処変わって、王都では、近郊に出現した瘴気溜まりへの対策に、各方面が動いていた。王宮では、軍の派兵が決まった。
冒険者協会でも、魔物の大量発生を見越した上級冒険者の召喚や、一般の冒険者の合同クエストへの参加募集などが始まっていた。
『黒槌』のクランでも、上級冒険者であるトールの参加はもちろん、他の面々も合同クエストへの参加を検討していた。初心者向けである『黒槌』クランでは、大半が初級冒険者だが、指導者として中級レベルの者も居る。彼らは当然のように、合同クエストへの参加を希望した。また初級の者でも、中級昇格間近な者は参加を希望した。クリストフも、参加を希望する一人だった。
「トールさん、俺も合同クエストに行きたいんですが」
「クリスには、まだ早いんじゃないか?」
「そんなことないです! こんなレベルアップの機会逃せないですよ」
「何をそんなに焦っているんだ?」
「……」
一刻も早く一人前になって、エルネスタを迎えに行きたいクリストフの胸の内は、流石にトールへあからさまに言う訳にはいかない。クリストフは、口を濁して俯いた。その様子を見て、トールは何か察するものがあったのか、クリストフに提案した。
「それなら、戦力の底上げに、騎獣を狩ってみるか?」
「騎獣! いいですね、是非!」
「他にも希望者を連れて行くか。そう言えば、クリスの弟は騎獣に好かれ易いんだったな。一緒に来て貰ったらどうだ? テイム出来る確率が上がるぞ」
「エルですか? 聞いてみます!」
エルネスタと騎獣狩り──思い掛けないご褒美企画を提案されて、クリストフは逸る心そのままに駆け出して行った。

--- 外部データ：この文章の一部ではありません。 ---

//! Mock platform backend for testing
//!
//! Every capability trait gets an implementation that runs on a host with no
//! hardware: pins track state, the ADC and edge capture replay scripted
//! readings, and the timer advances simulated time on every delay.

mod adc;
mod capture;
mod gpio;
mod platform;
mod pwm;
mod timer;

pub use adc::MockAnalog;
pub use capture::{CaptureEvent, MockEdgeCapture};
pub use gpio::MockGpio;
pub use platform::MockPlatform;
pub use pwm::MockPwm;
pub use timer::MockTimer;
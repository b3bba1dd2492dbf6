//! Core infrastructure
//!
//! This module contains the pieces every layer leans on: logging macros, the
//! shared-state synchronization abstraction, the interrupt-to-loop edge
//! mailbox, and the configuration structures that hold all tuning constants.

pub mod config;
pub mod logging;
pub mod mailbox;
pub mod traits;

以前、エルネスタから聞いていた場所を探し、リーベルト邸を見付けた。使用人用の門から声を掛け、まだ王宮で勤務中のエルネスタに言伝を頼んだ。返事は、翌朝早くに邸の小間使いによって届けられた。
「トールさん、エルは次の休みになら行けるそうなので、騎獣狩りは三日後でいいですか?」
「いいぞ。なら、狩り場に詳しい奴にも、その日に都合付けて貰うとしよう」
こうして、エルネスタは冒険者達との外出が決まった。